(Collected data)

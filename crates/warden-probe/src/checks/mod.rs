//! The ten OWASP checks.
//!
//! Each check is a free function taking the shared `ProbeClient` and
//! returning a `CheckResult`. Checks never fail as a whole: a missing
//! response or an undecodable body just means that particular heuristic
//! did not fire.

pub mod access_control;
pub mod authentication;
pub mod components;
pub mod csrf;
pub mod injection;
pub mod logging;
pub mod misconfiguration;
pub mod sensitive_data;
pub mod xss;
pub mod xxe;

use crate::client::ProbeClient;
use serde::Serialize;

/// Identifies one of the checks, in run order
#[derive(Debug, Clone, Copy, PartialEq, Eq, Hash)]
pub enum CheckKind {
    Injection,
    BrokenAuthentication,
    SensitiveDataExposure,
    XmlExternalEntities,
    BrokenAccessControl,
    SecurityMisconfiguration,
    Xss,
    Csrf,
    KnownVulnerabilities,
    LoggingMonitoring,
}

impl CheckKind {
    /// Every check in the order they run and are reported
    pub const ALL: [CheckKind; 10] = [
        CheckKind::Injection,
        CheckKind::BrokenAuthentication,
        CheckKind::SensitiveDataExposure,
        CheckKind::XmlExternalEntities,
        CheckKind::BrokenAccessControl,
        CheckKind::SecurityMisconfiguration,
        CheckKind::Xss,
        CheckKind::Csrf,
        CheckKind::KnownVulnerabilities,
        CheckKind::LoggingMonitoring,
    ];

    /// Name used in logs and the report
    pub fn name(&self) -> &'static str {
        match self {
            CheckKind::Injection => "Injection Attacks",
            CheckKind::BrokenAuthentication => "Broken Authentication",
            CheckKind::SensitiveDataExposure => "Sensitive Data Exposure",
            CheckKind::XmlExternalEntities => "XML External Entities",
            CheckKind::BrokenAccessControl => "Broken Access Control",
            CheckKind::SecurityMisconfiguration => "Security Misconfiguration",
            CheckKind::Xss => "XSS Attacks",
            CheckKind::Csrf => "CSRF Protection",
            CheckKind::KnownVulnerabilities => "Known Vulnerabilities",
            CheckKind::LoggingMonitoring => "Logging & Monitoring",
        }
    }

    pub async fn run(self, client: &ProbeClient) -> CheckResult {
        match self {
            CheckKind::Injection => injection::run(client).await,
            CheckKind::BrokenAuthentication => authentication::run(client).await,
            CheckKind::SensitiveDataExposure => sensitive_data::run(client).await,
            CheckKind::XmlExternalEntities => xxe::run(client).await,
            CheckKind::BrokenAccessControl => access_control::run(client).await,
            CheckKind::SecurityMisconfiguration => misconfiguration::run(client).await,
            CheckKind::Xss => xss::run(client).await,
            CheckKind::Csrf => csrf::run(client).await,
            CheckKind::KnownVulnerabilities => components::run(client).await,
            CheckKind::LoggingMonitoring => logging::run(client).await,
        }
    }
}

impl std::fmt::Display for CheckKind {
    fn fmt(&self, f: &mut std::fmt::Formatter<'_>) -> std::fmt::Result {
        f.write_str(self.name())
    }
}

/// Verdict of a single check
///
/// Only `fail` can clear `passed`, and it always records an issue with it,
/// so `passed` is true exactly when `issues` is empty.
#[derive(Debug, Clone, PartialEq, Eq, Serialize)]
pub struct CheckResult {
    name: String,
    passed: bool,
    issues: Vec<String>,
}

impl CheckResult {
    pub fn new(kind: CheckKind) -> Self {
        Self {
            name: kind.name().to_string(),
            passed: true,
            issues: Vec::new(),
        }
    }

    /// Record an observed violation
    pub fn fail(&mut self, issue: impl Into<String>) {
        self.issues.push(issue.into());
        self.passed = false;
    }

    pub fn name(&self) -> &str {
        &self.name
    }

    pub fn passed(&self) -> bool {
        self.passed
    }

    pub fn issues(&self) -> &[String] {
        &self.issues
    }
}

• _TRY IT_:
Give only a number, namely how many lines in the entries above hold the word "components".

• _YOUR SOLUTION_:
2